And if you knew the Crab Shack, you definitely knew its owner, Randall Miod — better known as Randy, or Crawdaddy, or simply the Craw.
“The whole community knew the Craw,” his friend Todd Proctor said. “I don’t care if you were driving a Bentley or you were hitchhiking to the beach. You knew the Craw and you loved the Craw.”
There was always a party at the Crab Shack. Miod was the party, his friends and family said this week — a generous, fun-loving free spirit who knit people together and brought out their best.
“Mining out the gold in each person, and then getting them to see that gold and getting them to operate off of that best version of themselves — Craw was like a magician that would do that with people,” Proctor said.
Miod died at his home as the Palisades fire swept through Malibu, said his mother, Carol A. Smith of Banning. He was 55.
News of Miod’s death sent waves of grief through a vast network of friends, neighbors and acquaintances who’d surfed with Craw or crashed on his couch or stayed up late laughing and talking with a man who “made you feel like you were your best self,” his friend Michele Ceaser-Germann said.
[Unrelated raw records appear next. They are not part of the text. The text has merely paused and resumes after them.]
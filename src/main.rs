//! Main module for the helpdesk CLI.
//!
//! ```sh
//! helpdesk init
//! helpdesk sync
//! helpdesk ask "Касса не включается"
//! helpdesk interactive --user 42
//! ```

use std::{error::Error, fs, sync::Arc, time::Duration};

use clap::Parser;
use helpdesk_resolver::{
    commands::{Cli, Commands},
    config::{ResolverConfig, load_config},
    config_dir,
    embedding::{Embedder, EmbeddingService, SentenceEmbedder},
    generative::{GenerativeService, OpenAiGenerator},
    index::{Category, Collection, KnowledgeIndex},
    pipeline::{Resolution, Resolver},
    source::SheetSource,
    state::SystemState,
    sync::{CategoryBinding, Synchronizer},
    template::{PromptTemplate, load_or_default},
};
use once_cell::sync::OnceCell;
use tokio::io::{AsyncBufReadExt, BufReader};
use tracing::{debug, info, warn};

static TRACING: OnceCell<()> = OnceCell::new();

/// Shown when the pipeline has no answer.
const NO_ANSWER_REPLY: &str = "Не нашёл точного решения. Опиши подробнее или обратись к модератору.";

fn main() -> Result<(), Box<dyn Error>> {
    TRACING.get_or_init(|| {
        tracing_subscriber::fmt::init();
    });
    let runtime = tokio::runtime::Runtime::new()?;
    runtime.block_on(run())
}

async fn run() -> Result<(), Box<dyn Error>> {
    let cli = Cli::parse();

    if cli.command == Commands::Init {
        return init();
    }

    let config_path = match cli.config {
        Some(path) => path,
        None => config_dir()?.join("config.yaml"),
    };
    debug!("Loading config from: {}", config_path.display());
    let config = load_config(
        config_path
            .to_str()
            .ok_or("config path is not valid UTF-8")?,
    )?;

    let app = App::build(&config).await?;

    match cli.command {
        Commands::Sync => {
            let report = app.sync.rebuild().await?;
            println!("{}", serde_json::to_string_pretty(&report)?);
        }
        Commands::Ask { question, user } => {
            app.initial_sync().await;
            let resolution = app.resolver.resolve(&user, &question, &app.state).await;
            print_resolution(&resolution);
        }
        Commands::Interactive { user } => {
            app.initial_sync().await;
            let refresh = Arc::clone(&app.sync).spawn_periodic(
                Duration::from_secs(config.sync.initial_delay_secs),
                Duration::from_secs(config.sync.interval_secs),
            );

            let mut lines = BufReader::new(tokio::io::stdin()).lines();
            while let Some(line) = lines.next_line().await? {
                let resolution = app.resolver.resolve(&user, &line, &app.state).await;
                print_resolution(&resolution);
            }

            refresh.abort();
            let snapshot = app.resolver.metrics().snapshot();
            info!("session metrics: {}", serde_json::to_string(&snapshot)?);
        }
        Commands::Init => init()?,
    }

    Ok(())
}

/// Everything one process needs, wired from the config.
struct App {
    resolver: Resolver,
    sync: Arc<Synchronizer>,
    state: SystemState,
}

impl App {
    async fn build(config: &ResolverConfig) -> Result<Self, Box<dyn Error>> {
        let embedding = &config.embedding;
        let mut embeddings = EmbeddingService::new(embedding.cache_capacity);

        let general = load_embedder(&embedding.general_model, &embedding.revision).await?;
        let general_dim = general.dimension();
        embeddings.register(general);

        let technical_dim = if embedding.technical_model == embedding.general_model {
            general_dim
        } else {
            let technical = load_embedder(&embedding.technical_model, &embedding.revision).await?;
            let dim = technical.dimension();
            embeddings.register(technical);
            dim
        };
        let embeddings = Arc::new(embeddings);

        let index = Arc::new(KnowledgeIndex::new(
            Collection::empty(Category::General, &embedding.general_model, general_dim),
            Collection::empty(Category::Technical, &embedding.technical_model, technical_dim),
        ));

        let generator: Option<Arc<dyn GenerativeService>> =
            if config.generative.enabled || config.paraphrase.enabled {
                Some(Arc::new(OpenAiGenerator::new(config)))
            } else {
                None
            };

        let mut resolver = Resolver::new(
            config.clone(),
            Arc::clone(&index),
            Arc::clone(&embeddings),
            generator,
        )
        .with_fallback_template(load_or_default(
            &config.generative.template,
            PromptTemplate::fallback_default(),
        ));
        if config.paraphrase.enabled {
            resolver = resolver.with_paraphrase(load_or_default(
                &config.paraphrase.template,
                PromptTemplate::paraphrase_default(),
            ));
        }

        let sync = Arc::new(Synchronizer::new(
            Arc::new(SheetSource::new(&config.source)),
            embeddings,
            index,
            Arc::clone(resolver.cache()),
            Arc::clone(resolver.metrics()),
            vec![
                CategoryBinding::new(
                    Category::General,
                    &config.source.general_range,
                    &embedding.general_model,
                ),
                CategoryBinding::new(
                    Category::Technical,
                    &config.source.technical_range,
                    &embedding.technical_model,
                ),
            ],
            config.retry.policy(),
        ));

        Ok(Self {
            resolver,
            sync,
            state: SystemState::from_config(config),
        })
    }

    /// Load the knowledge base before the first question. A failure is not
    /// fatal: the cache and generative stages still work.
    async fn initial_sync(&self) {
        if let Err(err) = self.sync.rebuild().await {
            warn!("starting without a knowledge base: {err}");
        }
    }
}

async fn load_embedder(repo: &str, revision: &str) -> Result<Arc<dyn Embedder>, Box<dyn Error>> {
    let repo = repo.to_string();
    let revision = revision.to_string();
    let model =
        tokio::task::spawn_blocking(move || SentenceEmbedder::load(&repo, &revision)).await??;
    Ok(Arc::new(model))
}

fn print_resolution(resolution: &Resolution) {
    match resolution {
        Resolution::Resolved(result) => {
            debug!(
                "source {:?}, distance {:.3}, stages {:?}",
                result.source, result.distance, result.stages
            );
            println!("{}", result.answer.as_deref().unwrap_or(NO_ANSWER_REPLY));
        }
        Resolution::Skipped(reason) => {
            debug!("skipped: {reason:?}");
        }
    }
}

/// Writes the default config and both prompt templates under the config
/// directory. Existing files are left alone.
fn init() -> Result<(), Box<dyn Error>> {
    let config_dir = config_dir()?;
    let templates = config_dir.join("templates");
    info!("Creating template config directory: {}", templates.display());
    fs::create_dir_all(&templates)?;

    let files = [
        (
            config_dir.join("config.yaml"),
            serde_yaml::to_string(&ResolverConfig::default())?,
        ),
        (
            templates.join("fallback.yaml"),
            serde_yaml::to_string(&PromptTemplate::fallback_default())?,
        ),
        (
            templates.join("paraphrase.yaml"),
            serde_yaml::to_string(&PromptTemplate::paraphrase_default())?,
        ),
    ];

    for (path, content) in files {
        if path.exists() {
            info!("Keeping existing file: {}", path.display());
            continue;
        }
        info!("Creating file: {}", path.display());
        fs::write(path, content)?;
    }

    Ok(())
}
“He just had this ability to bring people together,” Ceaser-Germann said. “He saw beauty in things that others didn’t. He was a salt-of-the-earth guy.”
Miod (pronounced “my-odd”) was born in Los Angeles and grew up in the San Fernando Valley, Smith said. He discovered skateboarding and surfing in junior high and was soon skipping school for the waves so often that his mother hid his board.
Proctor was a scrawny 12-year-old surfing Malibu’s Second Point in the mid-1980s when Miod paddled up and introduced himself. It was the start of a decades-long friendship.
“He would take an interest in people, find out what they were about, build them up, encourage them and what they were into,” Proctor recalled. “He was like this big brother who always made you feel like you were moving in the right direction.”
Miod moved to Malibu a few years after high school and found a room in a ramshackle three-bedroom wooden house that stood out among the glittery residences lining Pacific Coast Highway.
Remembering lives lost in the Eaton and Palisades fires, the most destructive fires in Los Angeles’ history.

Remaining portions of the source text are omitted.